The records below need retyping in full; give them again exactly.

##### Exercise data #####

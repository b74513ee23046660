//! Tests for the tree layout engine and the shift post-processor.
mod common;
use common::*;
use tejun::prelude::*;

fn raw_positions(
    graph: &GraphDefinition,
    expanded: &ExpansionState,
) -> AHashMap<String, Position> {
    layout(&resolve(graph, expanded), &LayoutConfig::default())
}

#[test]
fn chain_x_increases_monotonically() {
    let graph = chain_graph();
    let view = compute_view(
        &graph,
        &ExpansionState::from_ids(["A", "B", "C"]),
        &LayoutConfig::default(),
    );

    let x = |id: &str| view.nodes.iter().find(|n| n.id == id).unwrap().position.x;
    assert!(x("A") < x("B"));
    assert!(x("B") < x("C"));
    assert!(x("C") < x("D"));
}

#[test]
fn level_padding_grows_with_depth() {
    let graph = chain_graph();
    let positions = raw_positions(&graph, &ExpansionState::from_ids(["A", "B", "C"]));

    let gap_ab = positions["B"].x - positions["A"].x;
    let gap_bc = positions["C"].x - positions["B"].x;
    let gap_cd = positions["D"].x - positions["C"].x;
    assert!(gap_ab < gap_bc);
    assert!(gap_bc < gap_cd);
}

#[test]
fn roots_start_flush_at_zero_before_shift() {
    let graph = decision_graph();
    let positions = raw_positions(&graph, &ExpansionState::from_ids(["A"]));

    assert_eq!(positions["A"].x, 0.0);
    assert_eq!(positions["A"].y, 0.0);
}

#[test]
fn shift_removes_a_fixed_share_of_the_span() {
    let graph = chain_graph();
    let expanded = ExpansionState::from_ids(["A", "B", "C"]);
    let config = LayoutConfig::default();

    let raw = layout(&resolve(&graph, &expanded), &config);
    let max_x = raw.values().map(|p| p.x).fold(f32::NEG_INFINITY, f32::max);
    let shifted = shift_left(raw.clone(), config.shift_fraction);

    for (id, position) in &raw {
        let expected = position.x - max_x * config.shift_fraction;
        assert!((shifted[id].x - expected).abs() < 1e-3);
        assert_eq!(shifted[id].y, position.y);
    }
}

#[test]
fn shift_is_a_noop_for_single_node_layouts() {
    let graph = decision_graph();
    let positions = raw_positions(&graph, &ExpansionState::new());
    let shifted = shift_left(positions.clone(), 0.2);

    assert_eq!(shifted["A"], positions["A"]);
}

#[test]
fn sibling_subtrees_occupy_disjoint_vertical_bands() {
    let graph = GraphDefinition {
        nodes: vec![
            node("A", "A", 0),
            node("B", "B", 1),
            node("C", "C", 1),
            node("b1", "b1", 2),
            node("b2", "b2", 2),
            node("b3", "b3", 2),
            node("c1", "c1", 2),
            node("c2", "c2", 2),
        ],
        edges: vec![
            edge("e1", "A", "B"),
            edge("e2", "A", "C"),
            edge("e3", "B", "b1"),
            edge("e4", "B", "b2"),
            edge("e5", "B", "b3"),
            edge("e6", "C", "c1"),
            edge("e7", "C", "c2"),
        ],
    };
    let positions = raw_positions(&graph, &ExpansionState::from_ids(["A", "B", "C"]));

    let band = |ids: &[&str]| {
        let ys: Vec<f32> = ids.iter().map(|id| positions[*id].y).collect();
        (
            ys.iter().cloned().fold(f32::INFINITY, f32::min),
            ys.iter().cloned().fold(f32::NEG_INFINITY, f32::max),
        )
    };
    let (_, b_max) = band(&["B", "b1", "b2", "b3"]);
    let (c_min, _) = band(&["C", "c1", "c2"]);

    assert!(b_max < c_min);
}

#[test]
fn second_root_starts_below_first_subtree() {
    let mut graph = decision_graph();
    graph.nodes.push(node("R2", "Second root", 0));
    graph.nodes.push(node("R2c", "Child", 1));
    graph.edges.push(edge("e3", "R2", "R2c"));

    let positions = raw_positions(&graph, &ExpansionState::from_ids(["A", "R2"]));
    let first_max_y = ["A", "B", "C"]
        .iter()
        .map(|id| positions[*id].y)
        .fold(f32::NEG_INFINITY, f32::max);

    assert!(positions["R2"].y > first_max_y);
    assert_eq!(positions["R2"].x, 0.0);
}

#[test]
fn multi_parent_node_takes_last_parents_position() {
    let graph = diamond_graph();
    let positions = raw_positions(&graph, &ExpansionState::from_ids(["A", "B", "C"]));

    // B is processed first, C last; D keeps the slot assigned under C.
    assert_eq!(positions["D"].y, positions["C"].y);
    assert!(positions["D"].y > positions["B"].y);
}

#[test]
fn cyclic_visible_subgraph_still_lays_out() {
    let graph = cyclic_graph();
    let positions = raw_positions(&graph, &ExpansionState::from_ids(["A", "B"]));

    assert_eq!(positions.len(), 2);
    assert!(positions["B"].x > positions["A"].x);
}

#[test]
fn empty_graph_produces_an_empty_position_map() {
    let positions = raw_positions(&GraphDefinition::default(), &ExpansionState::new());
    assert!(positions.is_empty());
}

#[test]
fn pipeline_output_is_deterministic() {
    let graph = stepwise_graph();
    let expanded = default_expansion(&graph);
    let config = LayoutConfig::default();

    let first = compute_view(&graph, &expanded, &config);
    let second = compute_view(&graph, &expanded, &config);
    assert_eq!(first, second);
}

#[test]
fn toggling_away_and_back_restores_the_view() {
    let graph = stepwise_graph();
    let mut engine = DiagramEngine::new(graph);

    let before = engine.compute();
    engine.toggle_expand("check");
    let after = engine.toggle_expand("check");

    assert_eq!(before, after);
}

#####

Answer section.
repository b74513ee23046660
//! Tests for the tree layout engine and the shift post-processor.
mod common;
use common::*;
use tejun::prelude::*;

fn raw_positions(
    graph: &GraphDefinition,
    expanded: &ExpansionState,
) -> AHashMap<String, Position> {
    layout(&resolve(graph, expanded), &LayoutConfig::default())
}

#[test]
fn chain_x_increases_monotonically() {
    let graph = chain_graph();
    let view = compute_view(
        &graph,
        &ExpansionState::from_ids(["A", "B", "C"]),
        &LayoutConfig::default(),
    );

    let x = |id: &str| view.nodes.iter().find(|n| n.id == id).unwrap().position.x;
    assert!(x("A") < x("B"));
    assert!(x("B") < x("C"));
    assert!(x("C") < x("D"));
}

#[test]
fn level_padding_grows_with_depth() {
    let graph = chain_graph();
    let positions = raw_positions(&graph, &ExpansionState::from_ids(["A", "B", "C"]));

    let gap_ab = positions["B"].x - positions["A"].x;
    let gap_bc = positions["C"].x - positions["B"].x;
    let gap_cd = positions["D"].x - positions["C"].x;
    assert!(gap_ab < gap_bc);
    assert!(gap_bc < gap_cd);
}

#[test]
fn roots_start_flush_at_zero_before_shift() {
    let graph = decision_graph();
    let positions = raw_positions(&graph, &ExpansionState::from_ids(["A"]));

    assert_eq!(positions["A"].x, 0.0);
    assert_eq!(positions["A"].y, 0.0);
}

#[test]
fn shift_removes_a_fixed_share_of_the_span() {
    let graph = chain_graph();
    let expanded = ExpansionState::from_ids(["A", "B", "C"]);
    let config = LayoutConfig::default();

    let raw = layout(&resolve(&graph, &expanded), &config);
    let max_x = raw.values().map(|p| p.x).fold(f32::NEG_INFINITY, f32::max);
    let shifted = shift_left(raw.clone(), config.shift_fraction);

    for (id, position) in &raw {
        let expected = position.x - max_x * config.shift_fraction;
        assert!((shifted[id].x - expected).abs() < 1e-3);
        assert_eq!(shifted[id].y, position.y);
    }
}

#[test]
fn shift_is_a_noop_for_single_node_layouts() {
    let graph = decision_graph();
    let positions = raw_positions(&graph, &ExpansionState::new());
    let shifted = shift_left(positions.clone(), 0.2);

    assert_eq!(shifted["A"], positions["A"]);
}

#[test]
fn sibling_subtrees_occupy_disjoint_vertical_bands() {
    let graph = GraphDefinition {
        nodes: vec![
            node("A", "A", 0),
            node("B", "B", 1),
            node("C", "C", 1),
            node("b1", "b1", 2),
            node("b2", "b2", 2),
            node("b3", "b3", 2),
            node("c1", "c1", 2),
            node("c2", "c2", 2),
        ],
        edges: vec![
            edge("e1", "A", "B"),
            edge("e2", "A", "C"),
            edge("e3", "B", "b1"),
            edge("e4", "B", "b2"),
            edge("e5", "B", "b3"),
            edge("e6", "C", "c1"),
            edge("e7", "C", "c2"),
        ],
    };
    let positions = raw_positions(&graph, &ExpansionState::from_ids(["A", "B", "C"]));

    let band = |ids: &[&str]| {
        let ys: Vec<f32> = ids.iter().map(|id| positions[*id].y).collect();
        (
            ys.iter().cloned().fold(f32::INFINITY, f32::min),
            ys.iter().cloned().fold(f32::NEG_INFINITY, f32::max),
        )
    };
    let (_, b_max) = band(&["B", "b1", "b2", "b3"]);
    let (c_min, _) = band(&["C", "c1", "c2"]);

    assert!(b_max < c_min);
}

#[test]
fn second_root_starts_below_first_subtree() {
    let mut graph = decision_graph();
    graph.nodes.push(node("R2", "Second root", 0));
    graph.nodes.push(node("R2c", "Child", 1));
    graph.edges.push(edge("e3", "R2", "R2c"));

    let positions = raw_positions(&graph, &ExpansionState::from_ids(["A", "R2"]));
    let first_max_y = ["A", "B", "C"]
        .iter()
        .map(|id| positions[*id].y)
        .fold(f32::NEG_INFINITY, f32::max);

    assert!(positions["R2"].y > first_max_y);
    assert_eq!(positions["R2"].x, 0.0);
}

#[test]
fn multi_parent_node_takes_last_parents_position() {
    let graph = diamond_graph();
    let positions = raw_positions(&graph, &ExpansionState::from_ids(["A", "B", "C"]));

    // B is processed first, C last; D keeps the slot assigned under C.
    assert_eq!(positions["D"].y, positions["C"].y);
    assert!(positions["D"].y > positions["B"].y);
}

#[test]
fn cyclic_visible_subgraph_still_lays_out() {
    let graph = cyclic_graph();
    let positions = raw_positions(&graph, &ExpansionState::from_ids(["A", "B"]));

    assert_eq!(positions.len(), 2);
    assert!(positions["B"].x > positions["A"].x);
}

#[test]
fn empty_graph_produces_an_empty_position_map() {
    let positions = raw_positions(&GraphDefinition::default(), &ExpansionState::new());
    assert!(positions.is_empty());
}

#[test]
fn pipeline_output_is_deterministic() {
    let graph = stepwise_graph();
    let expanded = default_expansion(&graph);
    let config = LayoutConfig::default();

    let first = compute_view(&graph, &expanded, &config);
    let second = compute_view(&graph, &expanded, &config);
    assert_eq!(first, second);
}

#[test]
fn toggling_away_and_back_restores_the_view() {
    let graph = stepwise_graph();
    let mut engine = DiagramEngine::new(graph);

    let before = engine.compute();
    engine.toggle_expand("check");
    let after = engine.toggle_expand("check");

    assert_eq!(before, after);
}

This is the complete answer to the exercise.